Интуиция не подвела, и Орик без лишних раздумий бросился наутек, осознавая, что лучше уж спуститься как можно ниже в Подулей – даже обитавшие там отморозки казались не такими опасными по сравнению с абсолютно чуждыми монстрами, что-то жужжащими друг другу безжизненными голосами и абсолютно не реагировавшими ни на проклятья, ни на крики и пощаде.

К несчастью, на этот раз даже особое чутье не помогло гангстеру – люк, через который Орик рассчитывал ускользнуть от облавы (или истребления - было абсолютно не ясно, какие цели преследуют безэмоциональные чужаки, облаченные в ржаво-красные одежды), оказался настолько покорежен и завален старым хламом, что времени хватило только коротко выматериться перед тем, как луч стан-разрядника поразил его точно в шейный позвонок.

+++++

Мир-Кузня [Данные засекречены, уровень «Вермиллион»], 451.488.M41

#Расшифровка осмотра кандидата NMund-381-12/S#

Субъект: человек, мужчина, без недопустимых мутаций (соответствие стандартному геному 98.53%)

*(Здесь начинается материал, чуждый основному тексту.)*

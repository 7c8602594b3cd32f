//! Registration and login handlers.

use axum::extract::State;
use axum::http::StatusCode;
use axum::response::IntoResponse;
use axum::routing::post;
use axum::{Json, Router};

use crate::api::dto::{ApiResponse, AuthData, LoginRequest, RegisterRequest, UserDto};
use crate::api::json_body::JsonBody;
use crate::app_state::AppState;
use crate::error::{ErrorResponse, RegistryError};

/// `POST /api/auth/register` - Register a new user.
///
/// # Errors
///
/// Returns [`RegistryError::Validation`] for a short password and
/// [`RegistryError::Conflict`] when the email or username exists.
#[utoipa::path(
    post,
    path = "/api/auth/register",
    tag = "Auth",
    summary = "Register a user",
    request_body = RegisterRequest,
    responses(
        (status = 201, description = "User created, token issued", body = AuthData),
        (status = 400, description = "Validation failure", body = ErrorResponse),
        (status = 409, description = "Email or username taken", body = ErrorResponse),
    )
)]
pub async fn register(
    State(state): State<AppState>,
    JsonBody(req): JsonBody<RegisterRequest>,
) -> Result<impl IntoResponse, RegistryError> {
    let (user, token) = state.auth.register(req).await?;
    let data = AuthData {
        user: UserDto::from(user),
        token,
    };
    Ok((
        StatusCode::CREATED,
        Json(ApiResponse::with_message(data, "user registered")),
    ))
}

/// `POST /api/auth/login` - Authenticate and obtain a bearer token.
///
/// # Errors
///
/// Returns [`RegistryError::InvalidCredentials`] for a bad email or
/// password; the response does not reveal which.
#[utoipa::path(
    post,
    path = "/api/auth/login",
    tag = "Auth",
    summary = "Log in",
    request_body = LoginRequest,
    responses(
        (status = 200, description = "Token issued", body = AuthData),
        (status = 401, description = "Invalid credentials", body = ErrorResponse),
    )
)]
pub async fn login(
    State(state): State<AppState>,
    JsonBody(req): JsonBody<LoginRequest>,
) -> Result<impl IntoResponse, RegistryError> {
    let (user, token) = state.auth.login(req).await?;
    let data = AuthData {
        user: UserDto::from(user),
        token,
    };
    Ok(Json(ApiResponse::with_message(data, "login successful")))
}

/// Authentication routes.
pub fn routes() -> Router<AppState> {
    Router::new()
        .route("/auth/register", post(register))
        .route("/auth/login", post(login))
}
//! REST API layer: route handlers, DTOs, and router composition.
//!
//! Resource endpoints are mounted under `/api`; the health probe sits at
//! the root for external monitoring.

pub mod auth_extract;
pub mod dto;
pub mod handlers;
pub mod json_body;

use axum::Router;

use crate::app_state::AppState;

/// Builds the complete API router with all REST endpoints.
pub fn build_router() -> Router<AppState> {
    Router::new()
        .nest("/api", handlers::routes())
        .merge(handlers::system::routes())
}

Биологический возраст: 13 терранских лет (точность оценки 96,49%)

Когнитивная активность: приемлема (незначительное превышение среднестатистического показателя функционала эпифиза: 112-114% от нормы), признаки пси-активности отсутствуют. Пси-восприимчивость 117.42% от нормы.

Физиологическое состояние: следы закрытых переломов нижнего левого голеностопа, переломы 5-6 ребер. Отсутствие 5, 6, 7 зуба верхней левой челюсти (предположительно травматическое удаление). Многочисленные шрамы и следы ожогов поверхности тела (несущественно для проекта). Общее легкое химическое и радиационное отравление организма (несущественно для проекта).

Вывод: соответствие необходимым критериям проекта на 97.75%

Кандидат NMund-381-12/S внесен в очередь на аугментацию.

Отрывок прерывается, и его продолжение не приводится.